For immediate release | August 16, 2011

ALA resolution promotes library user confidentiality in self-service hold practices

NEW ORLEANS - The American Library Association (ALA) Council, in a resolution passed at its Annual Conference in New Orleans, urges all libraries that implement self-service holds to protect patron identity by adopting practices and procedures that conceal the library user’s personally identifiable information in connection with the materials being borrowed.

The resolution also urges “libraries, librarians and the responsible bodies of ALA to work with vendors to incorporate applications into integrated library systems that enable libraries to conceal a library user’s identity in a cost-effective manner.”

In passing the resolution on June 28, the Council based its decision on its own policies and code of ethics.

The ALA Code of Ethics states, "We protect each library user's right to privacy and confidentiality with respect to information sought or received and resources consulted, borrowed, acquired or transmitted."

The ALA also affirms that rights of privacy are necessary for intellectual freedom and are fundamental to the ethics and practice of librarianship.

The Council stated that the lack of privacy and confidentiality has a chilling effect on users’ choice, noting that the ALA strongly recommends the adoption of policies recognizing circulation records and other records identifying the names of library users to be confidential.

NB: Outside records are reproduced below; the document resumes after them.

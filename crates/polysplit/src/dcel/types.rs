//! Arena storage for the doubly-connected edge list.
//!
//! Every record lives in a `Vec` and is addressed by a typed index. Links
//! between half-edges (`next`, `prev`, `twin`) are handles into the same arena,
//! so growing any collection never invalidates them.

use crate::geom2::{Point2, Segment2, Winding};

/// Identifier types for clarity.
#[derive(Clone, Copy, Debug, PartialEq, Eq, PartialOrd, Ord, Hash)]
pub struct VertexId(pub usize);
#[derive(Clone, Copy, Debug, PartialEq, Eq, PartialOrd, Ord, Hash)]
pub struct EdgeId(pub usize);
#[derive(Clone, Copy, Debug, PartialEq, Eq, PartialOrd, Ord, Hash)]
pub struct FaceId(pub usize);
#[derive(Clone, Copy, Debug, PartialEq, Eq, PartialOrd, Ord, Hash)]
pub struct HalfEdgeId(pub usize);

/// One direction of an edge.
///
/// `edge` is shared with the twin. `twin` is `None` on the outer boundary,
/// where no face lies on the other side.
#[derive(Clone, Copy, Debug, PartialEq)]
pub struct HalfEdge {
    pub start: VertexId,
    pub end: VertexId,
    pub face: FaceId,
    pub edge: EdgeId,
    pub next: HalfEdgeId,
    pub prev: HalfEdgeId,
    pub twin: Option<HalfEdgeId>,
}

/// Logical edge; the second direction is reached through the primary's `twin`.
#[derive(Clone, Copy, Debug, PartialEq, Eq)]
pub struct Edge {
    pub half_edge: HalfEdgeId,
}

/// Face; `half_edge` is any half-edge of its boundary cycle.
#[derive(Clone, Copy, Debug, PartialEq, Eq)]
pub struct Face {
    pub half_edge: HalfEdgeId,
}

/// Doubly-connected edge list of a polygon subdivision.
///
/// Invariants:
/// - `h.next.prev == h`, `h.prev.next == h`, `h.next.start == h.end`.
/// - Twins are mutual and have swapped endpoints.
/// - Each face's `next`-cycle closes and only visits half-edges of that face.
/// - Records are only ever appended; ids are never reassigned.
#[derive(Clone, Debug)]
pub struct Dcel {
    pub(crate) vertices: Vec<Point2>,
    pub(crate) edges: Vec<Edge>,
    pub(crate) faces: Vec<Face>,
    pub(crate) half_edges: Vec<HalfEdge>,
    pub(crate) winding: Winding,
}

impl Dcel {
    pub fn num_vertices(&self) -> usize {
        self.vertices.len()
    }

    pub fn num_edges(&self) -> usize {
        self.edges.len()
    }

    pub fn num_faces(&self) -> usize {
        self.faces.len()
    }

    pub fn num_half_edges(&self) -> usize {
        self.half_edges.len()
    }

    /// Rotational sense of the initial boundary, shared by all faces.
    pub fn winding(&self) -> Winding {
        self.winding
    }

    pub fn vertex(&self, id: VertexId) -> Point2 {
        self.vertices[id.0]
    }

    pub fn vertices(&self) -> &[Point2] {
        &self.vertices
    }

    pub fn edge(&self, id: EdgeId) -> Edge {
        self.edges[id.0]
    }

    pub fn face(&self, id: FaceId) -> Face {
        self.faces[id.0]
    }

    pub fn half_edge(&self, id: HalfEdgeId) -> &HalfEdge {
        &self.half_edges[id.0]
    }

    pub(crate) fn half_edge_mut(&mut self, id: HalfEdgeId) -> &mut HalfEdge {
        &mut self.half_edges[id.0]
    }

    pub fn edge_ids(&self) -> impl Iterator<Item = EdgeId> {
        (0..self.edges.len()).map(EdgeId)
    }

    pub fn face_ids(&self) -> impl Iterator<Item = FaceId> {
        (0..self.faces.len()).map(FaceId)
    }

    pub fn half_edge_ids(&self) -> impl Iterator<Item = HalfEdgeId> {
        (0..self.half_edges.len()).map(HalfEdgeId)
    }

    /// Primary half-edge of `id`, or `None` if the id is unknown.
    pub fn primary_half_edge(&self, id: EdgeId) -> Option<HalfEdgeId> {
        self.edges.get(id.0).map(|e| e.half_edge)
    }

    /// Directed segment spanned by a half-edge.
    pub fn segment(&self, id: HalfEdgeId) -> Segment2 {
        let h = self.half_edge(id);
        Segment2::new(self.vertex(h.start), self.vertex(h.end))
    }

    /// Half-edges of a face boundary, following `next` from the face's reference.
    pub fn face_cycle(&self, face: FaceId) -> FaceCycle<'_> {
        FaceCycle::new(self, self.faces[face.0].half_edge, Step::Next)
    }

    /// Same cycle as [`Dcel::face_cycle`], walked along `prev`.
    pub fn face_cycle_rev(&self, face: FaceId) -> FaceCycle<'_> {
        FaceCycle::new(self, self.faces[face.0].half_edge, Step::Prev)
    }

    /// Boundary ring of a face: the start vertex of each half-edge in cycle order.
    pub fn face_ring(&self, face: FaceId) -> Vec<Point2> {
        self.face_cycle(face)
            .map(|h| self.vertex(self.half_edge(h).start))
            .collect()
    }
}

#[derive(Clone, Copy, Debug, PartialEq, Eq)]
enum Step {
    Next,
    Prev,
}

/// Circular walk around one face boundary. Stops after returning to the
/// starting half-edge, or after visiting every half-edge once if the links are
/// corrupt, so it always terminates.
pub struct FaceCycle<'a> {
    dcel: &'a Dcel,
    start: HalfEdgeId,
    current: Option<HalfEdgeId>,
    step: Step,
    remaining: usize,
}

impl<'a> FaceCycle<'a> {
    fn new(dcel: &'a Dcel, start: HalfEdgeId, step: Step) -> Self {
        Self {
            dcel,
            start,
            current: Some(start),
            step,
            remaining: dcel.half_edges.len(),
        }
    }
}

impl Iterator for FaceCycle<'_> {
    type Item = HalfEdgeId;

    fn next(&mut self) -> Option<HalfEdgeId> {
        let result = self.current?;
        if self.remaining == 0 {
            self.current = None;
            return None;
        }
        self.remaining -= 1;
        let h = self.dcel.half_edge(result);
        let following = match self.step {
            Step::Next => h.next,
            Step::Prev => h.prev,
        };
        self.current = (following != self.start).then_some(following);
        Some(result)
    }
}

Confidentiality would extend to, but not be limited to, database search records, reference interviews, circulation records, interlibrary loan records and all other records of personally identifiable uses of library materials, facilities, or services that associate the names of library users with specific materials.

Keeping a library user's personally identifiable information and circulation record absolutely confidential is essential for preserving the library user's expectation of privacy in his or her reading history, the resolution states.

But it warned that many libraries across the country are instituting self-service hold systems that fail to adequately protect library users' confidentiality because the self-service hold systems reveal personally identifiable information linking specific users to specific items. It also revealed that some methods of truncating user names or other personally identifiable information do not adequately protect library users' privacy, nor preserve the legal expectation of privacy, and may violate a state's library confidentiality law.

It recommended effective solutions that conceal a library user’s identity while permitting the library to continue its use of open-shelf, self-service holds, such as the use of pseudonyms, codes, numbers, or other means that mask personally identifiable information. Other methods of protecting identity include packaging the items inside an envelope or a reusable bag to hold the item.

The American Library Association is the oldest and largest library association in the world, with more than 61,000 members. Its mission is to promote the highest quality library and information services and public access to information.